[Recorded data — start]
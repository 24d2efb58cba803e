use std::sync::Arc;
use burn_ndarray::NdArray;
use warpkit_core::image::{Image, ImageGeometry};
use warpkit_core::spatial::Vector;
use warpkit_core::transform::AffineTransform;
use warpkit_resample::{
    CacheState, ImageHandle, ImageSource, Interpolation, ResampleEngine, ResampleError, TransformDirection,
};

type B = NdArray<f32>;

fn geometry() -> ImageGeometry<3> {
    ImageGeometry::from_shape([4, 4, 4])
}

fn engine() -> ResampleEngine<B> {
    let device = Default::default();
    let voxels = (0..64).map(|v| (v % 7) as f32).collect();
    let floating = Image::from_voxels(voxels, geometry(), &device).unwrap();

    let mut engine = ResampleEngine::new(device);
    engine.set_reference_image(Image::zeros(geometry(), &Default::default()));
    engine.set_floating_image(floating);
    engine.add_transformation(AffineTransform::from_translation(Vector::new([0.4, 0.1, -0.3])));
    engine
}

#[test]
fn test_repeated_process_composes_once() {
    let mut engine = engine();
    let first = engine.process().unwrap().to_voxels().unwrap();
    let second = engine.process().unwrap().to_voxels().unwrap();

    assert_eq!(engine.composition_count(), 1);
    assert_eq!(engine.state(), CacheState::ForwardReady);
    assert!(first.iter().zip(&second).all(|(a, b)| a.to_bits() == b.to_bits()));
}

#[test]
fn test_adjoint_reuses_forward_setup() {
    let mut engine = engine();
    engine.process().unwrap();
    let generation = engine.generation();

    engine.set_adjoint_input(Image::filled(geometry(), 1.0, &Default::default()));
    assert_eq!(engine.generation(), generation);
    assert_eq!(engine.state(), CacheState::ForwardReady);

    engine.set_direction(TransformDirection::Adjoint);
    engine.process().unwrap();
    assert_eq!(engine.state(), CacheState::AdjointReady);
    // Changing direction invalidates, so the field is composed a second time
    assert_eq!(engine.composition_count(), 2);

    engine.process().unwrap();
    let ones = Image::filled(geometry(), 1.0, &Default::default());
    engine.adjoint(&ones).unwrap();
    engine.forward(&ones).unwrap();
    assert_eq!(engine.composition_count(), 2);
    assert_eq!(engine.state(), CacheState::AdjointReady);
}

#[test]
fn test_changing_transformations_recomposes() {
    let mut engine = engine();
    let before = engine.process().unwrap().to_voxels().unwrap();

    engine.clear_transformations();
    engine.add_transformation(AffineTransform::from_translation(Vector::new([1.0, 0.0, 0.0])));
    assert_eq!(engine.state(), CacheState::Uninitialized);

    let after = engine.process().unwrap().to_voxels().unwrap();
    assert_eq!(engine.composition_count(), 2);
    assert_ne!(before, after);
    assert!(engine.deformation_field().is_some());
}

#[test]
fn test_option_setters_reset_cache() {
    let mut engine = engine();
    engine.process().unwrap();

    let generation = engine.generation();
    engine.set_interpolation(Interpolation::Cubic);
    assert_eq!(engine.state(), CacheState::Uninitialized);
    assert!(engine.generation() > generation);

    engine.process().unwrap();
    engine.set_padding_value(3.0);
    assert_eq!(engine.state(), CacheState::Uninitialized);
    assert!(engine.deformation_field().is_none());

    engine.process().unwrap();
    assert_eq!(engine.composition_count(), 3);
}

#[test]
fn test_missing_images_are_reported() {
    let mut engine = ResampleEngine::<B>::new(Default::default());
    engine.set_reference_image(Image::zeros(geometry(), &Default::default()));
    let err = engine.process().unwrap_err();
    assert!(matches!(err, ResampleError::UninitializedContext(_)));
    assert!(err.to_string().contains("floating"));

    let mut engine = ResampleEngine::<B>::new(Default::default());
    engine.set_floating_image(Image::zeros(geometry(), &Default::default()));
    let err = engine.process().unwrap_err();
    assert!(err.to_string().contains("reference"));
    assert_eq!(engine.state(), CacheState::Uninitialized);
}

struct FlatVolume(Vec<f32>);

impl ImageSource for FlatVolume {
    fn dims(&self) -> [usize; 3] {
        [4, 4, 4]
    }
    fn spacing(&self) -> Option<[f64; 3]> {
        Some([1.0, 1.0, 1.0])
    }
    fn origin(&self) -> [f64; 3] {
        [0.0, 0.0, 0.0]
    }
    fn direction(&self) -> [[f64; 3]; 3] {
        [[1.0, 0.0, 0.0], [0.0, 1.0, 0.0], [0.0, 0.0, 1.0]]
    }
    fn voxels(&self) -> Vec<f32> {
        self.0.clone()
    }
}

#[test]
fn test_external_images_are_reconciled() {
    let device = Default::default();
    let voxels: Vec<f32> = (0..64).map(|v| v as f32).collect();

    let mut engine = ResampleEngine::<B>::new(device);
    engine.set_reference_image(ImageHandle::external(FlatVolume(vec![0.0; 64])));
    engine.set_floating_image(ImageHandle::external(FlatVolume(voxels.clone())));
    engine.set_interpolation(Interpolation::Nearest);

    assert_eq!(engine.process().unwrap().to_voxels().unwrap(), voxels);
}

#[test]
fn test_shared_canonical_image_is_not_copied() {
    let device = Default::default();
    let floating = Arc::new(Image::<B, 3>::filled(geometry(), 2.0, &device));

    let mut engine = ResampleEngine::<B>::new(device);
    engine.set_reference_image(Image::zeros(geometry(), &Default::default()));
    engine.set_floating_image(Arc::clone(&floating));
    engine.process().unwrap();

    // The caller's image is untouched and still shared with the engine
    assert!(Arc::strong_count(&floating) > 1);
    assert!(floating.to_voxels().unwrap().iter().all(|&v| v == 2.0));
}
[Recorded data — finish]
● **What is being asked**: Nothing but the lines from the first line of the data through the line with "Image::from_voxels(voxels, geometry(), &device).unwrap();" should be returned, exactly as they appear, both ends included.

● **Written answer**:
repository 24d2efb58cba803e
use std::sync::Arc;
use burn_ndarray::NdArray;
use warpkit_core::image::{Image, ImageGeometry};
use warpkit_core::spatial::Vector;
use warpkit_core::transform::AffineTransform;
use warpkit_resample::{
    CacheState, ImageHandle, ImageSource, Interpolation, ResampleEngine, ResampleError, TransformDirection,
};

type B = NdArray<f32>;

fn geometry() -> ImageGeometry<3> {
    ImageGeometry::from_shape([4, 4, 4])
}

fn engine() -> ResampleEngine<B> {
    let device = Default::default();
    let voxels = (0..64).map(|v| (v % 7) as f32).collect();
    let floating = Image::from_voxels(voxels, geometry(), &device).unwrap();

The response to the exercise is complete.